The ability to control other minds, to make other creatures their hosts, had developed later, as their intelligence had grown. It had led the more intelligent among them to quit the deeps and live close to the shore, for evolution had proceeded in a different direction on land, and there were land creatures, who sometimes slept near enough a shore to be captured as hosts, who were much more suitable as such than anything the water had produced. They had hands—in fact, they were not too dissimilar to our apes and monkeys—and they could, with intelligent direction, be made to do things and make things. As a man could direct an ape, if it could control the ape’s mind, to do things and make things almost as efficiently as a man himself could.

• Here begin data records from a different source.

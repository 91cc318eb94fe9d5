//! Contact record

use serde::{Deserialize, Serialize};
use sqlx::postgres::PgRow;
use sqlx::{FromRow, Row};

/// A single contact.
///
/// `id` is supplied by the caller; uniqueness is left to the table's
/// primary key.
#[derive(Debug, Clone, PartialEq, Eq, Serialize, Deserialize)]
pub struct Contact {
    pub id: i32,
    pub firstname: String,
    pub lastname: String,
    pub phone: String,
    pub email: String,
}

impl Contact {
    pub fn new(
        id: i32,
        firstname: impl Into<String>,
        lastname: impl Into<String>,
        phone: impl Into<String>,
        email: impl Into<String>,
    ) -> Self {
        Self {
            id,
            firstname: firstname.into(),
            lastname: lastname.into(),
            phone: phone.into(),
            email: email.into(),
        }
    }
}

/// Text columns are nullable in the schema; NULL reads back as "".
impl<'r> FromRow<'r, PgRow> for Contact {
    fn from_row(row: &'r PgRow) -> Result<Self, sqlx::Error> {
        Ok(Self {
            id: row.try_get("id")?,
            firstname: text_or_empty(row, "firstname")?,
            lastname: text_or_empty(row, "lastname")?,
            phone: text_or_empty(row, "phone")?,
            email: text_or_empty(row, "email")?,
        })
    }
}

fn text_or_empty(row: &PgRow, column: &str) -> Result<String, sqlx::Error> {
    Ok(row.try_get::<Option<String>, _>(column)?.unwrap_or_default())
}
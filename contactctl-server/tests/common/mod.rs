//! Shared fixtures for database-backed tests
//!
//! Each test runs in its own PostgreSQL schema so tests can run in
//! parallel against one database. Requires `DATABASE_URL`.

use std::future::Future;
use std::sync::atomic::{AtomicUsize, Ordering};

use sqlx::postgres::PgPoolOptions;
use sqlx::{Executor, PgPool};

static NEXT_SCHEMA: AtomicUsize = AtomicUsize::new(0);

const CONTACT_TABLE: &str = r#"
    CREATE TABLE contact (
        id INTEGER PRIMARY KEY,
        firstname TEXT,
        lastname TEXT,
        phone TEXT,
        email TEXT
    )
"#;

/// Run `test` against a fresh `contact` table.
///
/// The body runs on its own task so a failed assertion still reaches
/// teardown; the panic is re-raised once the schema is dropped.
pub async fn with_test_db<F, Fut>(test: F)
where
    F: FnOnce(PgPool) -> Fut,
    Fut: Future<Output = ()> + Send + 'static,
{
    let db = TestDb::new().await;
    let outcome = tokio::spawn(test(db.pool.clone())).await;
    db.teardown().await;

    if let Err(err) = outcome {
        if err.is_panic() {
            std::panic::resume_unwind(err.into_panic());
        }
        panic!("test task failed: {}", err);
    }
}

struct TestDb {
    pool: PgPool,
    admin: PgPool,
    schema: String,
}

impl TestDb {
    async fn new() -> Self {
        let url = std::env::var("DATABASE_URL").expect("DATABASE_URL required");
        let schema = format!(
            "contact_test_{}_{}",
            std::process::id(),
            NEXT_SCHEMA.fetch_add(1, Ordering::SeqCst)
        );

        let admin = PgPoolOptions::new()
            .max_connections(1)
            .connect(&url)
            .await
            .expect("admin pool");
        let create = format!("CREATE SCHEMA {}", schema);
        sqlx::query(&create)
            .execute(&admin)
            .await
            .expect("create schema");

        let search_path = format!("SET search_path TO {}", schema);
        let pool = PgPoolOptions::new()
            .max_connections(5)
            .after_connect(move |conn, _meta| {
                let sql = search_path.clone();
                Box::pin(async move {
                    conn.execute(sql.as_str()).await?;
                    Ok(())
                })
            })
            .connect(&url)
            .await
            .expect("test pool");

        sqlx::query(CONTACT_TABLE)
            .execute(&pool)
            .await
            .expect("create contact table");

        Self {
            pool,
            admin,
            schema,
        }
    }

    /// Close the test pool and drop its schema.
    async fn teardown(self) {
        self.pool.close().await;

        let drop = format!("DROP SCHEMA IF EXISTS {} CASCADE", self.schema);
        sqlx::query(&drop)
            .execute(&self.admin)
            .await
            .expect("drop schema");
        self.admin.close().await;
    }
}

With the use of suitable hosts, the mind thing’s species had developed a civilization and a science. At first they themselves had had to stay in water most of the time and operate their hosts on land. Finally they had developed a technique that eliminated that difficulty. They discovered that an occasional immersion in a nutrient solution permitted them to absorb their needed nourishment a thousand times faster and more effectively than continuous immersion in water. Now, with the help of suitable hosts, they could live as far from water as they wished and satisfy their food needs by having their hosts immerse them for an hour or so in a nutrient solution once every several months. Some of them still lived in the sea but these were relatively primitive groups, as far removed in development from their more progressive contemporaries on land as an Australian aborigine or an African Pygmy is from an atomic scientist.

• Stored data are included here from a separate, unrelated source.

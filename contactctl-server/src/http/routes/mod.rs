//! Route handlers organized by resource

pub mod contacts;
pub mod health;
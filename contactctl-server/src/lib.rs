//! contactctl-server: contact store and read-only HTTP facade
//!
//! Wraps three SQL statements (get, list, insert) over a shared
//! PostgreSQL pool and exposes the reads over HTTP.

pub mod config;
pub mod db;
pub mod http;
pub mod models;

pub use config::DatabaseConfig;
pub use db::{ContactStore, DbError, MemoryContactStore, PgContactStore};
pub use http::{run_server, ServerConfig};
pub use models::Contact;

But the highly civilized groups of his species had been fed by occasional immersion in a solution for so many thousands of years that they had lost the ability to live solely on what nourishment they could absorb from water. Their situation was roughly analogous to that of a human being kept alive by intravenous feeding for so many years that his digestive organs have atrophied and he can no longer survive by taking food in the manner that was once normal to him.

The mind thing could have had himself fed in the woods, using animal hosts; it is what he would have had to do if he had found no intelligent species available. But doing so, he knew, would be a long and difficult operation, involving the use of a considerable succession of hosts, each best adapted—or least poorly adapted—for one particular part of the task.

A human host working in a normally stocked kitchen could prepare an adequate nutrient solution quickly. Its exact ingredients didn’t matter as long as it was rich in protein; his body would absorb only the things it needed and taste was no factor since he had no equivalent of a sense of taste. Soup stock, meat soup, or gravy would serve admirably. Even milk would serve in a pinch, although he would have to be immersed in it much longer than in a meat-rich solution.

Once he realized that he would have to take nourishment soon in any case, he decided that doing so at once and getting it over with for several months would be worth the slight risk of taking a human host sooner than he had planned to do.

He considered the choice of a human host for his purpose. Best would be someone living alone, someone who would not have to justify or explain his actions to anyone else if caught doing mysterious things in his kitchen in the middle of the night. But the nearest person he knew of living alone was Gus Hoffman, Tommy’s father, and his farm was at least twice as far as the nearest one. Every extra mile he had to have himself transported increased his risk. The nearest farmhouse was occupied by only two people, an elderly couple named Siegfried and Elsa Gross.